4.1 Outcome type: type(binary | survival | continuous)
Binary for diagnosis now (disease yes/no), survival for time‑to‑event prognosis, continuous for numeric outcomes.
Pick the type that matches your CPM’s endpoint and time horizon.
4.2 Planned model complexity: parameters(#) = degrees‑of‑freedom
Count df, not variable names:
Binary predictor → 1 df
Continuous linear term → 1 df
Continuous with restricted cubic spline (e.g., 4 knots) → 3 df
Categorical with k levels → k − 1 df
Interactions → add df for every product termPlan this up front to avoid stealth overfitting.
4.3 Anticipated performance: rsquared(#) (or AUC via the help options)
Source one of the following:
Literature on similar CPMs (reported Nagelkerke R² or AUC).
Pilot data (fit a reasonable full model, get R²).
If you only have AUC, consult the command’s help for discrimination‑to‑R² conversion; pmsampsize supports planning from anticipated discrimination as the primary input. Conservative planning often uses R² ≈ 0.10–0.20 for moderate clinical models unless stronger prior evidence exists.
4.4 Event fraction or outcome level: prevalence(#) (binary) / event info (survival)
Binary: Use the expected disease prevalence in your intended target population (not a case–control sampling fraction).
Survival: Supply design quantities (e.g., follow‑up; event fraction at the time horizon) per the module’s options.
4.5 Overfitting tolerance: shrinkage(#)
Default 0.90 is standard; tighten (e.g., 0.95) for high‑stakes decisions or loosen slightly if using stronger penalization and planning rigorous internal validation.
TIP—diagnostic vs prognostic orientation: Confirm your point of prediction (when risk is estimated) and ensure outcome definition and prevalence match your intended users. This affects both prevalence() and the realism of your anticipated performance.

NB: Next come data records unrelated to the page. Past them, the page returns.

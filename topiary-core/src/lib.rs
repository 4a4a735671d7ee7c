//! # topiary-core
//!
//! Core types for the Topiary hierarchical topic dispatcher.
//!
//! This crate has minimal dependencies and is meant to be imported by code
//! that only implements handlers, without pulling in the trie or the hub.
//!
//! # Topics
//!
//! Topics are colon-delimited paths such as `"order:created"`. A handler
//! subscribed at `"order"` sees every notification published at
//! `"order"`, `"order:created"`, `"order:created:eu"` and so on, but a
//! handler subscribed at `"order:created"` never sees a notification
//! published at `"order"`. See [`TopicPath`].
//!
//! # Handlers
//!
//! Anything implementing [`Handler`] can subscribe: closures taking a
//! `&`[`Delivery`] and returning an [`IntoOutcome`] value, or structs.
//! A handler fails only by returning an explicit `false` (or
//! [`Outcome::Failure`], `Err(_)`).
//!
//! # Error Types
//!
//! - [`TopiaryError`] - Top-level error type
//! - [`SubscribeError`] - Subscription registration errors
//! - [`ContextError`] - Context construction errors

#![deny(clippy::wildcard_imports)]
#![warn(missing_docs)]

mod context;
mod error;
mod handler;
mod outcome;
mod path;

// Re-exports
pub use context::{Context, Delivery, FULL_PATH, PATH_KEYS, PATH_PARTS};
pub use error::{BoxError, ContextError, SubscribeError, TopiaryError};
pub use handler::{Filter, Handler, SharedHandler, handler_fn};
pub use outcome::{IntoOutcome, Outcome};
pub use path::{DELIMITER, TopicPath, split_segments};
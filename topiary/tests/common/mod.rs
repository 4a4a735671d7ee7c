#![allow(dead_code)]

use lazy_static::lazy_static;
use parking_lot::Mutex;
use std::sync::{
    Arc,
    atomic::{AtomicUsize, Ordering},
};
use topiary::{Context, Delivery, Handler, Hub, Outcome, testing::RecordingHandler};

// ============================================================================
// Shared fixtures
// ============================================================================

lazy_static! {
    /// Serializes tests that touch the process-wide default hub.
    pub static ref DEFAULT_HUB_LOCK: Mutex<()> = Mutex::new(());
}

// ============================================================================
// Test Handlers
// ============================================================================

/// Counts calls through a shared counter.
#[derive(Clone, Default)]
pub struct Tracker {
    pub called: Arc<AtomicUsize>,
}

impl Tracker {
    pub fn new() -> Self {
        Self::default()
    }

    pub fn called(&self) -> usize {
        self.called.load(Ordering::SeqCst)
    }
}

impl Handler for Tracker {
    fn call(&self, _delivery: &Delivery<'_>) -> Outcome {
        self.called.fetch_add(1, Ordering::SeqCst);
        Outcome::Success
    }
}

/// Records its id into a shared log, for ordering assertions.
pub struct OrderRecordingHandler {
    pub id: usize,
    pub order: Arc<Mutex<Vec<usize>>>,
    pub outcome: Outcome,
}

impl Handler for OrderRecordingHandler {
    fn call(&self, _delivery: &Delivery<'_>) -> Outcome {
        self.order.lock().push(self.id);
        self.outcome
    }
}

/// Recorders subscribed at `hello`, `hello:world`, `foo` and `foo:bar`.
pub struct Subscribers {
    pub top_level_a: RecordingHandler,
    pub nested_a: RecordingHandler,
    pub top_level_b: RecordingHandler,
    pub nested_b: RecordingHandler,
}

impl Subscribers {
    pub fn install(hub: &Hub) -> Self {
        let subscribers = Self {
            top_level_a: RecordingHandler::new(),
            nested_a: RecordingHandler::new(),
            top_level_b: RecordingHandler::new(),
            nested_b: RecordingHandler::new(),
        };
        hub.subscribe("hello", subscribers.top_level_a.clone());
        hub.subscribe("hello:world", subscribers.nested_a.clone());
        hub.subscribe("foo", subscribers.top_level_b.clone());
        hub.subscribe("foo:bar", subscribers.nested_b.clone());
        subscribers
    }
}

pub fn last(recorder: &RecordingHandler) -> Context {
    recorder.last().expect("handler was not called")
}
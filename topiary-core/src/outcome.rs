//! Handler outcomes.

use serde_json::Value;

/// What a handler reports back to the dispatcher.
///
/// Failure is a soft signal: it never stops sibling or ancestor handlers
/// from running, it only makes `publish` return `false`.
#[derive(Debug, Clone, Copy, PartialEq, Eq, Default)]
pub enum Outcome {
    /// The handler ran and did not signal failure.
    #[default]
    Success,
    /// The handler explicitly signalled failure.
    Failure,
}

impl Outcome {
    /// Whether this is [`Outcome::Success`].
    pub const fn is_success(self) -> bool {
        matches!(self, Outcome::Success)
    }

    /// Whether this is [`Outcome::Failure`].
    pub const fn is_failure(self) -> bool {
        matches!(self, Outcome::Failure)
    }

    /// Combine two outcomes; failure wins.
    pub const fn and(self, other: Outcome) -> Outcome {
        match (self, other) {
            (Outcome::Success, Outcome::Success) => Outcome::Success,
            _ => Outcome::Failure,
        }
    }
}

impl From<bool> for Outcome {
    fn from(value: bool) -> Self {
        value.into_outcome()
    }
}

impl From<Outcome> for bool {
    fn from(value: Outcome) -> Self {
        value.is_success()
    }
}

/// Trait for converting a handler's return value into an [`Outcome`].
///
/// Only an explicit `false` counts as failure; anything else is success.
///
/// # Default Implementations
///
/// - `()` → Success
/// - `bool` → `false` = Failure, `true` = Success
/// - `Outcome` → As is
/// - `Option<T>` → `None` = Success, `Some(t)` delegates to `t`
/// - `Result<T, E>` → `Err` = Failure, `Ok(t)` delegates to `t`
/// - strings and every primitive number → Success
/// - `serde_json::Value` → `Value::Bool(false)` = Failure, anything else Success
#[diagnostic::on_unimplemented(
    message = "`{Self}` cannot be returned from a handler",
    label = "missing `IntoOutcome` implementation",
    note = "Return `()`, `bool`, `Outcome`, `Option<_>` or `Result<_, _>` from handlers."
)]
pub trait IntoOutcome {
    /// Convert the return value into an outcome.
    fn into_outcome(self) -> Outcome;
}

impl IntoOutcome for () {
    fn into_outcome(self) -> Outcome {
        Outcome::Success
    }
}

impl IntoOutcome for bool {
    fn into_outcome(self) -> Outcome {
        if self {
            Outcome::Success
        } else {
            Outcome::Failure
        }
    }
}

impl IntoOutcome for Outcome {
    fn into_outcome(self) -> Outcome {
        self
    }
}

impl<T: IntoOutcome> IntoOutcome for Option<T> {
    fn into_outcome(self) -> Outcome {
        match self {
            Some(t) => t.into_outcome(),
            None => Outcome::Success,
        }
    }
}

impl<T: IntoOutcome, E> IntoOutcome for Result<T, E> {
    fn into_outcome(self) -> Outcome {
        match self {
            Ok(t) => t.into_outcome(),
            Err(_) => Outcome::Failure,
        }
    }
}

impl IntoOutcome for Value {
    fn into_outcome(self) -> Outcome {
        match self {
            Value::Bool(false) => Outcome::Failure,
            _ => Outcome::Success,
        }
    }
}

/// Values that never signal failure.
macro_rules! impl_always_success {
    ($($ty:ty),* $(,)?) => {
        $(
            impl IntoOutcome for $ty {
                fn into_outcome(self) -> Outcome {
                    Outcome::Success
                }
            }
        )*
    };
}

impl_always_success!(
    String, &'static str, i8, i16, i32, i64, i128, isize, u8, u16, u32, u64, u128, usize, f32,
    f64,
);

#[cfg(test)]
mod tests {
    use super::*;
    use serde_json::json;

    #[test]
    fn test_only_false_fails() {
        assert_eq!(false.into_outcome(), Outcome::Failure);
        assert_eq!(true.into_outcome(), Outcome::Success);
        assert_eq!(().into_outcome(), Outcome::Success);
        assert_eq!("done".into_outcome(), Outcome::Success);
        assert_eq!(3usize.into_outcome(), Outcome::Success);
    }

    #[test]
    fn test_numbers_succeed() {
        assert_eq!(0u8.into_outcome(), Outcome::Success);
        assert_eq!((-1i32).into_outcome(), Outcome::Success);
        assert_eq!(0i64.into_outcome(), Outcome::Success);
        assert_eq!(u128::MAX.into_outcome(), Outcome::Success);
        assert_eq!(0.0f64.into_outcome(), Outcome::Success);
        assert_eq!(String::new().into_outcome(), Outcome::Success);
    }

    #[test]
    fn test_option_and_result() {
        assert_eq!(None::<bool>.into_outcome(), Outcome::Success);
        assert_eq!(Some(false).into_outcome(), Outcome::Failure);
        assert_eq!(Ok::<_, String>(()).into_outcome(), Outcome::Success);
        assert_eq!(Err::<(), _>("boom").into_outcome(), Outcome::Failure);
        assert_eq!(Ok::<_, String>(false).into_outcome(), Outcome::Failure);
    }

    #[test]
    fn test_json_values() {
        assert_eq!(json!(false).into_outcome(), Outcome::Failure);
        assert_eq!(json!(null).into_outcome(), Outcome::Success);
        assert_eq!(json!(0).into_outcome(), Outcome::Success);
        assert_eq!(json!("").into_outcome(), Outcome::Success);
    }

    #[test]
    fn test_and() {
        assert_eq!(Outcome::Success.and(Outcome::Success), Outcome::Success);
        assert_eq!(Outcome::Success.and(Outcome::Failure), Outcome::Failure);
        assert_eq!(Outcome::Failure.and(Outcome::Success), Outcome::Failure);
    }
}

5) Worked on a clinical sketch—diagnosing cirrhosis
Setting: 1,000 patients evaluated; 100 have cirrhosis (10%).
Plan: 10 df (e.g., two labs with splines, six binary predictors).
Target performance: R² ≈ 0.15 (moderate).
Call:
pmsampsize, type(binary) parameters(10) prevalence(0.10) rsquared(0.15) shrinkage(0.90)
If the output’s required minimum is ≤ 1,000 (with ≈100 events), proceed; if it’s > 1,000, either simplify the model (fewer df), enlarge the sample, or revise performance expectations. This is a principled alternative to “10 EPV says you can use 10 predictors.”
6) Why this beats “10 EPV”
Performance‑anchored: ties N to your intended AUC/R² and calibration, not a fixed ratio.
Df‑aware: counts how predictors are modeled (splines, categories, interactions).
Outcome‑aware: respects disease prevalence and follow‑up.
Transparent: shows which criterion drives the requirement, guiding design trade‑offs.This is the CPM design logic we teach: plan N from targets, then validate; don’t back‑justify a complex model with a rule‑of‑thumb EPV.
Recap
Define prediction point and design first; they lock in the outcome type and time horizon.
Provide one performance anchor: csrsquared() or nagrsquared() or cstatistic().
Choose either parameters() or n() depending on whether you’re solving for N or for max predictors.
This replaces the 10-EPV rule with principled, multi-criteria sizing.
Key takeaways
pmsampsize gives a data‑driven minimum N/events for CPM development by enforcing shrinkage, optimism, and outcome‑level precision targets.
Count degrees‑of‑freedom, not variable labels; splines, categories, and interactions “spend” df.
Source inputs from literature/pilot data and from the intended prediction setting (prevalence/time horizon).
Define prediction point and design first; they lock in the outcome type and time horizon.
Choose either parameters() or n() depending on whether you’re solving for N or for max predictors.
Provide one performance anchor: csrsquared() or nagrsquared() or cstatistic().
This approach is the endorsed replacement for 10‑EPV in modern CPM development.